Our man Toole has recently returned from Europe after a month long holiday. He files this report:

French Oysters Bred With Pull Tabs

(Kinsale, Republic of Ireland) A way out across the Celtic Sea Frenchmen are making it easier to eat shellfish. According to a piece in The Cork Examiner they’re doing it by breeding a new, more resilient oyster which is larger and comes with a handy pull tab.

For centuries humans have struggled opening oysters, a highly edible bivalve mollusk, before devouring the delicacy. Rubber gloves, blades and bandages have all been part of the salty entourage. Now, thanks to notable French chefs, these days appear to be ending.

“Although my sensibilities are rubbed the wrong way I suppose there’s nothing to do now but grab some baguettes and horseradish sauce,” said Gilles Clamette, author of A Duck Is Not A Pigeon and hundreds of other gourmet cooking anthologies.

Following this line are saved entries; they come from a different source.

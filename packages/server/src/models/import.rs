use serde::{Deserialize, Serialize};

use crate::import::{ImportReport, RowError};

/// Category of a rejected import row.
#[derive(Clone, Copy, Debug, PartialEq, Eq, Serialize, Deserialize, utoipa::ToSchema)]
#[serde(rename_all = "SCREAMING_SNAKE_CASE")]
pub enum RowErrorCode {
    /// Student or course does not exist.
    Reference,
    /// A grade cell is not a number.
    Format,
    /// A grade lies outside 0-100.
    Range,
    /// Storage failure while writing the row.
    Unknown,
}

#[derive(Serialize, Deserialize, utoipa::ToSchema)]
pub struct ImportRowError {
    /// Sheet row number; the header is row 1.
    #[schema(example = 3)]
    pub row: usize,
    pub code: RowErrorCode,
    #[schema(example = "student 20239999 not found")]
    pub message: String,
}

impl From<&RowError> for ImportRowError {
    fn from(err: &RowError) -> Self {
        let code = match err {
            RowError::StudentNotFound { .. } | RowError::CourseNotFound { .. } => {
                RowErrorCode::Reference
            }
            RowError::NotNumeric { .. } => RowErrorCode::Format,
            RowError::OutOfRange { .. } => RowErrorCode::Range,
            RowError::Unknown { .. } => RowErrorCode::Unknown,
        };
        Self {
            row: err.row(),
            code,
            message: err.to_string(),
        }
    }
}

#[derive(Serialize, Deserialize, utoipa::ToSchema)]
pub struct ImportResponse {
    pub success_count: usize,
    pub failure_count: usize,
    /// Rejected rows in file order.
    pub errors: Vec<ImportRowError>,
}

impl From<ImportReport> for ImportResponse {
    fn from(report: ImportReport) -> Self {
        Self {
            success_count: report.success_count,
            failure_count: report.errors.len(),
            errors: report.errors.iter().map(ImportRowError::from).collect(),
        }
    }
}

Although the impact of these developments is expected to be significant, the story has appeared only in Irish newspapers, which are considered the final source on murky maritime matters in Northern Europe.

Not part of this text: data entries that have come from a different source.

use axum::Json;
use axum::extract::{DefaultBodyLimit, Multipart, State};
use axum::http::header;
use axum::response::IntoResponse;
use common::score_sheet::{EXPORT_COLUMNS, IMPORT_COLUMNS, format_number};
use common::tabular;
use sea_orm::*;
use tracing::{info, instrument};

use crate::entity::score;
use crate::error::{AppError, ErrorBody};
use crate::extractors::auth::AuthUser;
use crate::import::ScoreImporter;
use crate::models::import::ImportResponse;
use crate::state::AppState;

const CSV_CONTENT_TYPE: &str = "text/csv; charset=utf-8";

#[utoipa::path(
    post,
    path = "/import",
    tag = "Score Files",
    operation_id = "importScores",
    summary = "Bulk import scores from a CSV sheet",
    description = "Upserts one score per row from a sheet with the columns 学号, 课程编号, 平时成绩, 期中成绩, 期末成绩. A missing column or unreadable file rejects the whole upload with 400. Otherwise every row is processed independently and rejected rows are reported with their sheet row number (header = row 1). Requires `score:import` permission.",
    request_body(content_type = "multipart/form-data", description = "CSV file in the `file` field"),
    responses(
        (status = 200, description = "Import finished", body = ImportResponse),
        (status = 400, description = "Missing file, unreadable file, or missing columns (VALIDATION_ERROR)", body = ErrorBody),
        (status = 401, description = "Unauthorized (TOKEN_MISSING, TOKEN_INVALID)", body = ErrorBody),
        (status = 403, description = "Forbidden (PERMISSION_DENIED)", body = ErrorBody),
    ),
    security(("jwt" = [])),
)]
#[instrument(skip(state, auth_user, multipart), fields(user = %auth_user.username))]
pub async fn import_scores(
    auth_user: AuthUser,
    State(state): State<AppState>,
    mut multipart: Multipart,
) -> Result<Json<ImportResponse>, AppError> {
    auth_user.require_permission("score:import")?;

    let mut file: Option<Vec<u8>> = None;
    while let Some(field) = multipart
        .next_field()
        .await
        .map_err(|e| AppError::Validation(format!("Multipart error: {e}")))?
    {
        if field.name() == Some("file") {
            let data = field
                .bytes()
                .await
                .map_err(|e| AppError::Validation(format!("Failed to read file: {e}")))?;
            file = Some(data.to_vec());
            break;
        }
    }

    let file = file.ok_or_else(|| AppError::Validation("Missing 'file' field".into()))?;

    let report = ScoreImporter::new(&state.db, &state.stats_cache)
        .import(&file)
        .await?;

    Ok(Json(report.into()))
}

#[utoipa::path(
    get,
    path = "/export",
    tag = "Score Files",
    operation_id = "exportScores",
    summary = "Export every score as CSV",
    description = "Columns: 学号, 课程编号, 平时成绩, 期中成绩, 期末成绩, 总成绩, 等级. Rows are ordered by student then course. Requires `score:export` permission.",
    responses(
        (status = 200, description = "CSV file", content_type = "text/csv", body = String),
        (status = 401, description = "Unauthorized (TOKEN_MISSING, TOKEN_INVALID)", body = ErrorBody),
        (status = 403, description = "Forbidden (PERMISSION_DENIED)", body = ErrorBody),
    ),
    security(("jwt" = [])),
)]
#[instrument(skip(state, auth_user))]
pub async fn export_scores(
    auth_user: AuthUser,
    State(state): State<AppState>,
) -> Result<impl IntoResponse, AppError> {
    auth_user.require_permission("score:export")?;

    let scores = score::Entity::find()
        .order_by_asc(score::Column::StudentId)
        .order_by_asc(score::Column::CourseId)
        .all(&state.db)
        .await?;
    let count = scores.len();

    let body = tabular::write_csv(&EXPORT_COLUMNS, scores.into_iter().map(export_row))
        .map_err(|e| AppError::Internal(format!("CSV export error: {e}")))?;

    info!(rows = count, "Exported scores");
    Ok(csv_response("scores.csv", body))
}

#[utoipa::path(
    get,
    path = "/import/template",
    tag = "Score Files",
    operation_id = "downloadImportTemplate",
    summary = "Download a blank import sheet",
    description = "A CSV with the five import headers and no data rows. Requires `score:import` or `score:export` permission.",
    responses(
        (status = 200, description = "CSV file", content_type = "text/csv", body = String),
        (status = 401, description = "Unauthorized (TOKEN_MISSING, TOKEN_INVALID)", body = ErrorBody),
        (status = 403, description = "Forbidden (PERMISSION_DENIED)", body = ErrorBody),
    ),
    security(("jwt" = [])),
)]
#[instrument(skip(auth_user))]
pub async fn import_template(auth_user: AuthUser) -> Result<impl IntoResponse, AppError> {
    auth_user.require_any_permission(&["score:import", "score:export"])?;

    let body = tabular::write_csv(&IMPORT_COLUMNS, Vec::<Vec<String>>::new())
        .map_err(|e| AppError::Internal(format!("CSV template error: {e}")))?;
    Ok(csv_response("score_import_template.csv", body))
}

/// Body limit layer for the upload route.
pub fn import_body_limit(max_bytes: usize) -> DefaultBodyLimit {
    DefaultBodyLimit::max(max_bytes)
}

fn export_row(s: score::Model) -> Vec<String> {
    let summary = s.summary();
    vec![
        s.student_id,
        s.course_id,
        format_number(s.regular_grade),
        format_number(s.midterm_grade),
        format_number(s.final_grade),
        format_number(summary.total),
        summary.grade_level.to_string(),
    ]
}

fn csv_response(filename: &str, body: Vec<u8>) -> impl IntoResponse {
    (
        [
            (header::CONTENT_TYPE, CSV_CONTENT_TYPE.to_string()),
            (
                header::CONTENT_DISPOSITION,
                format!("attachment; filename=\"{filename}\""),
            ),
        ],
        body,
    )
}
use crate::common::{ADMIN_USERNAME, TestApp, routes};
use sea_orm::{ActiveModelTrait, Set};
use server::entity::course;

#[tokio::test]
async fn empty_dashboard_has_no_averages() {
    let app = TestApp::spawn().await;
    let token = app.admin_token().await;

    let res = app.get_with_token(routes::DASHBOARD, &token).await;

    assert_eq!(res.status, 200, "{}", res.text);
    assert_eq!(res.body["total_students"], 0);
    assert_eq!(res.body["total_classes"], 0);
    assert_eq!(res.body["total_courses"], 0);
    assert!(res.body["averages"]["regular"].is_null());
    assert!(res.body["averages"]["final"].is_null());
    assert!(res.body["recent_scores"].as_array().unwrap().is_empty());
}

#[tokio::test]
async fn dashboard_aggregates_records() {
    let app = TestApp::spawn().await;
    let token = app.admin_token().await;
    app.seed_roster(&token).await;
    app.create_class(&token, "C2", "二班").await;
    app.create_score(&token, "1001", "03", (80.0, 70.0, 90.0)).await;
    app.create_score(&token, "1002", "03", (70.0, 75.0, 61.0)).await;

    let res = app.get_with_token(routes::DASHBOARD, &token).await;

    assert_eq!(res.status, 200, "{}", res.text);
    assert_eq!(res.body["total_students"], 2);
    assert_eq!(res.body["total_classes"], 2);
    assert_eq!(res.body["total_courses"], 2);
    assert_eq!(res.body["averages"]["regular"], 75.0);
    assert_eq!(res.body["averages"]["midterm"], 72.5);
    assert_eq!(res.body["averages"]["final"], 75.5);
    assert_eq!(res.body["recent_students"].as_array().unwrap().len(), 2);
    assert_eq!(res.body["recent_scores"].as_array().unwrap().len(), 2);

    let distribution = res.body["class_distribution"].as_array().unwrap();
    assert_eq!(distribution.len(), 2);
    let count_of = |id: &str| {
        distribution
            .iter()
            .find(|d| d["class_id"] == id)
            .map(|d| d["student_count"].as_u64().unwrap())
    };
    assert_eq!(count_of("C1"), Some(2));
    assert_eq!(count_of("C2"), Some(0));
}

#[tokio::test]
async fn dashboard_is_cached_until_a_write_goes_through_the_api() {
    let app = TestApp::spawn().await;
    let token = app.admin_token().await;

    let res = app.get_with_token(routes::DASHBOARD, &token).await;
    assert_eq!(res.body["total_courses"], 0);

    let now = chrono::Utc::now();
    course::ActiveModel {
        id: Set("42".to_string()),
        name: Set("直接写入".to_string()),
        description: Set(String::new()),
        credits: Set(2),
        created_at: Set(now),
        updated_at: Set(now),
    }
    .insert(&app.db)
    .await
    .unwrap();

    let res = app.get_with_token(routes::DASHBOARD, &token).await;
    assert_eq!(res.body["total_courses"], 0, "served from cache");

    app.create_course(&token, "03", "数据结构").await;

    let res = app.get_with_token(routes::DASHBOARD, &token).await;
    assert_eq!(res.body["total_courses"], 2);
}

#[tokio::test]
async fn import_invalidates_cached_dashboard() {
    let app = TestApp::spawn().await;
    let token = app.admin_token().await;
    app.seed_roster(&token).await;

    let res = app.get_with_token(routes::DASHBOARD, &token).await;
    assert!(res.body["averages"]["regular"].is_null());

    let sheet = "学号,课程编号,平时成绩,期中成绩,期末成绩\n1001,03,80,70,90\n";
    let res = app
        .upload_with_token(
            routes::SCORES_IMPORT,
            "scores.csv",
            sheet.as_bytes().to_vec(),
            &token,
        )
        .await;
    assert_eq!(res.body["success_count"], 1);

    let res = app.get_with_token(routes::DASHBOARD, &token).await;
    assert_eq!(res.body["averages"]["regular"], 80.0);
    assert_eq!(res.body["recent_scores"][0]["grade_level"], "B");
}

#[tokio::test]
async fn zero_ttl_disables_caching() {
    let app = TestApp::spawn_with(|config| config.cache.stats_ttl_secs = 0).await;
    let token = app.admin_token().await;

    app.get_with_token(routes::DASHBOARD, &token).await;

    let now = chrono::Utc::now();
    course::ActiveModel {
        id: Set("42".to_string()),
        name: Set("直接写入".to_string()),
        description: Set(String::new()),
        credits: Set(2),
        created_at: Set(now),
        updated_at: Set(now),
    }
    .insert(&app.db)
    .await
    .unwrap();

    let res = app.get_with_token(routes::DASHBOARD, &token).await;
    assert_eq!(res.body["total_courses"], 1);
}

#[tokio::test]
async fn profile_describes_current_user() {
    let app = TestApp::spawn().await;
    let token = app.admin_token().await;
    app.seed_roster(&token).await;
    app.create_score(&token, "1001", "03", (80.0, 70.0, 90.0)).await;

    let res = app.get_with_token(routes::PROFILE, &token).await;

    assert_eq!(res.status, 200, "{}", res.text);
    assert_eq!(res.body["username"], ADMIN_USERNAME);
    assert_eq!(res.body["role"], "admin");
    assert_eq!(res.body["total_students"], 2);
    assert_eq!(res.body["total_scores"], 1);
    assert_eq!(res.body["recent_scores"][0]["student_name"], "张三");
}

#[tokio::test]
async fn dashboard_requires_authentication() {
    let app = TestApp::spawn().await;

    let res = app.get_without_token(routes::DASHBOARD).await;

    assert_eq!(res.status, 401);
    assert_eq!(res.body["code"], "TOKEN_MISSING");
}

“It’s not like an Irishman to twist the truth, or embellish an important breakthrough with deceptive or wheedling statements,” said Clamette. “Besides, just how far can rational mankind stretch an oyster.”

ITALY ON CRASH DIET

(Naples) The Italian government continues to encourage its people to diet so as to overcome the perception that many Italians are obsessed with food. Since 1990, leaders in Rome have been praising healthy eating habits and applauding the practice of eating light.

A government endorsed light luncheon would be comprised of a Caesar salad, a bowl of minestrone, steamed clams, sardines, antipasto, formaggio (cheeses) bread in olive oil, frito misto (a mixed grill of seafood or liver, artichokes and cauliflower), scallopine al marsala and pollo al cacciatora over a bed of spaghetti or vermicelli. Of course a bottle of wine or two is traditional, as is a helping of neopolitan ice cream and fruit followed by a cup of espresso.

“If people would simply embrace the concept of eating light they would soon reap a veritable cornucopia of benefits,” said a government decree. “We not asking anyone to starve himself here.”

IRISH PUBS TO STAY OPEN LATER

(County Sligo) Irish pubs will remain open later than the legal time next year thanks to a government finding that no one pays attention to the law anyway. The pubs, center of social life in this culture are, by law, to be opened at 10 am and closed at 11:30 pm. The new regulation allows for an extra hour of operation.

“What a relief, said a barman at Hargadon Brothers on O’Connell Street. “Now we won’t have to wind the clock.”

An independent study recently concluded that it is quite rare to find a pub that ever closed at the prescribed time anyway. In some cases the doors were locked at around midnight with the patrons stuck to their stools, suspended in time, but even that was unlikely.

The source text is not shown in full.